A Tale of Two Projects
When canceling Ocean Wind 1 and 2, Ørsted cited “[m]acroeconomic factors” that “have changed dramatically over a short period of time, with high inflation, rising interest rates, and supply chain bottlenecks impacting our long-term capital investments.”
Inflationary pressures and high interest rates that have impacted renewable energy projects across the county have had a particularly harsh impact on offshore wind projects, which require multibillion-dollar investments for a decades-later payoff. These trends have bucked assumptions on which developers, utilities, and commercial off-takers negotiated power purchase agreements, signaling to the developers that projects may never reach profitability.
Further, in states like New York, utility regulators have rejected requests to amend these agreements based on these changing dynamics.
These macroeconomic forces only increase the importance of a project’s ability to utilize the energy tax credits in the Inflation Reduction Act (IRA). Ørsted’s commitment decision in Revolution Wind provides a prime example. Ørsted expects that Revolution Wind will qualify for the IRA’s “energy community” credit, which allows developers to deduct an extra 10% of its total investment (40% vs. 30%). The IRA’s energy community credit is available for projects that redevelop brownfields, including sites previously used for coal-fired power plants and extraction (coal mines). The credit also supports programs to help fossil-fuel-reliant communities experiencing above-average unemployment.

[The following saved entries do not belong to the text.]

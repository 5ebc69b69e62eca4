//! Prelude module for convenient imports
//!
//! Re-exports the types needed to describe a workflow, generate its paths and
//! render them.
//!
//! # Example
//!
//! ```rust
//! use wfgraph::prelude::*;
//!
//! # fn run_example() -> Result<()> {
//! let mut builder = WorkflowMetadata::builder("MoneyTransfer");
//! builder.activity("withdrawFunds", 10, Guard::Always);
//! let convert = builder.decision("NeedToConvert", 12, Guard::Always);
//! builder.activity("currencyConvert", 13, Guard::when(convert, true));
//! builder.activity("depositFunds", 15, Guard::Always);
//! let metadata = builder.finish()?;
//!
//! let context = GraphBuildingContext::default();
//! let diagram = analyze(&metadata, &context)?;
//! assert!(diagram.starts_with("flowchart LR"));
//! # Ok(())
//! # }
//! # run_example().unwrap();
//! ```

// Entry points
pub use crate::analysis::{analyze, analyze_source, analyze_to_file, write_output};
pub use crate::generator::{PathGenerator, generate_paths};
pub use crate::render::Renderer;

// Configuration
pub use crate::context::{GraphBuildingContext, OutputFormat, SignalLabelStyle};

// Model types
pub use crate::model::{
    BranchCondition, BranchPoint, GraphPath, Guard, Membership, MetadataBuilder, NodeKind,
    PathElement, Step, TargetPattern, WorkflowMetadata, make_node_id,
};
pub use crate::source::{IntoMetadata, WorkflowSource};
pub use crate::validation::{ValidationReport, Warning};

// Error types
pub use crate::error::{
    AnalysisError, GenerationError, ParseError, RenderError, ValidationError,
};

// Result type alias for convenience
pub type Result<T> = std::result::Result<T, Box<dyn std::error::Error>>;
impl WorkflowMetadata {
    /// Creates metadata from already-identified parts, sorting both lists by source line.
    pub fn new(
        workflow_name: impl Into<String>,
        mut steps: Vec<Step>,
        mut branch_points: Vec<BranchPoint>,
    ) -> Self {
        steps.sort_by_key(|s| s.source_line());
        branch_points.sort_by_key(|b| b.source_line());
        Self {
            workflow_name: workflow_name.into(),
            steps,
            branch_points,
        }
    }

    pub fn builder(workflow_name: impl Into<String>) -> MetadataBuilder {
        MetadataBuilder::new(workflow_name)
    }

    pub fn total_branch_points(&self) -> usize {
        self.branch_points.len()
    }

    /// `2^total_branch_points`, saturating at `u64::MAX`.
    pub fn total_paths(&self) -> u64 {
        path_count(self.total_branch_points())
    }

    pub fn activities(&self) -> impl Iterator<Item = &Activity> {
        self.steps.iter().filter_map(|s| match s {
            Step::Activity(a) => Some(a),
            _ => None,
        })
    }

    pub fn child_workflows(&self) -> impl Iterator<Item = &ChildWorkflowCall> {
        self.steps.iter().filter_map(|s| match s {
            Step::ChildWorkflow(c) => Some(c),
            _ => None,
        })
    }

    pub fn external_signals(&self) -> impl Iterator<Item = &ExternalSignalSend> {
        self.steps.iter().filter_map(|s| match s {
            Step::ExternalSignal(e) => Some(e),
            _ => None,
        })
    }

    pub fn decisions(&self) -> impl Iterator<Item = &Decision> {
        self.branch_points.iter().filter_map(|b| match b {
            BranchPoint::Decision(d) => Some(d),
            _ => None,
        })
    }

    pub fn signal_waits(&self) -> impl Iterator<Item = &SignalWait> {
        self.branch_points.iter().filter_map(|b| match b {
            BranchPoint::SignalWait(s) => Some(s),
            _ => None,
        })
    }

    pub fn branch_point(&self, node_id: &str) -> Option<&BranchPoint> {
        self.branch_points.iter().find(|b| b.node_id() == node_id)
    }

    /// `membership` with the conditions of every branch point it depends on
    /// added, transitively. A step under a nested decision is then only
    /// reachable when the enclosing branches are taken as well.
    ///
    /// `Unknown` stays `Unknown`.
    pub fn effective_membership(&self, membership: &Membership) -> Membership {
        match membership {
            Membership::Unknown => Membership::Unknown,
            Membership::Known(_) => Membership::Known(self.condition_closure(membership)),
        }
    }

    /// Breadth-first over branch point memberships. Terminates on cycles.
    fn condition_closure(&self, membership: &Membership) -> Vec<BranchCondition> {
        let mut queue: Vec<&BranchCondition> = membership.conditions().iter().collect();
        let mut expanded: AHashSet<&str> = AHashSet::new();
        let mut closure: Vec<BranchCondition> = Vec::new();
        let mut i = 0;
        while i < queue.len() {
            let condition = queue[i];
            i += 1;
            if !closure.contains(condition) {
                closure.push(condition.clone());
            }
            if expanded.insert(condition.branch_id.as_str()) {
                if let Some(parent) = self.branch_point(&condition.branch_id) {
                    queue.extend(parent.membership().conditions());
                }
            }
        }
        closure
    }

    /// Checks names, id uniqueness and that every condition points at a known branch point.
    pub fn validate(&self) -> Result<(), ValidationError> {
        if self.workflow_name.trim().is_empty() {
            return Err(ValidationError::new(
                "workflow_name",
                "must not be empty",
                "pass the name of the workflow class or function",
            ));
        }

        let branch_ids: AHashSet<&str> = self.branch_points.iter().map(|b| b.node_id()).collect();
        let mut seen: AHashSet<&str> = AHashSet::new();

        for (i, branch) in self.branch_points.iter().enumerate() {
            let field = format!("branch_points[{}]", i);
            check_entry(&field, branch.name(), branch.node_id(), &mut seen)?;
            check_membership(&field, branch.membership(), &branch_ids, Some(branch.node_id()))?;
        }
        for (i, step) in self.steps.iter().enumerate() {
            let field = format!("steps[{}]", i);
            check_entry(&field, step.display_name(), step.node_id(), &mut seen)?;
            check_membership(&field, step.membership(), &branch_ids, None)?;
        }
        for (i, branch) in self.branch_points.iter().enumerate() {
            let depends_on_itself = self
                .condition_closure(branch.membership())
                .iter()
                .any(|c| c.branch_id == branch.node_id());
            if depends_on_itself {
                return Err(ValidationError::new(
                    format!("branch_points[{}].membership", i),
                    format!("branch point '{}' depends on itself", branch.node_id()),
                    "nested branch points may only depend on enclosing ones",
                ));
            }
        }
        Ok(())
    }
}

The Ocean 1 and 2 cancellations highlight the supply chain and logistical issues facing the wind industry. For those projects, Ørsted expressed concerns that it could not obtain access to the giant vessels necessary for construction. Revolution Wind, in contrast, expects to have access to those vessels. And alleviating the Jones Act’s restrictions on the use of foreign vessels could further help address these issues.
Broader supply chain costs and delays are also impacting the wind industry. In an April 2023 report, Energy Monitor estimated that wind turbine costs have risen 38% in two years due to rising commodity costs. Further, the average price of the wind industry’s seven most critical minerals has increased by 93% since January 2020.
Ocean Wind 1 also faced legal challenges. In July, the group Protect Our Coast NJ, along with individual property owners, filed suit against the project in New Jersey state court. And just weeks before the cancellation, Cape May County, N.J., and a coalition of tourism and fishing groups filed a lawsuit in federal court challenging the federal Bureau of Ocean Energy Management’s (BOEM) approval and environmental analysis of the project.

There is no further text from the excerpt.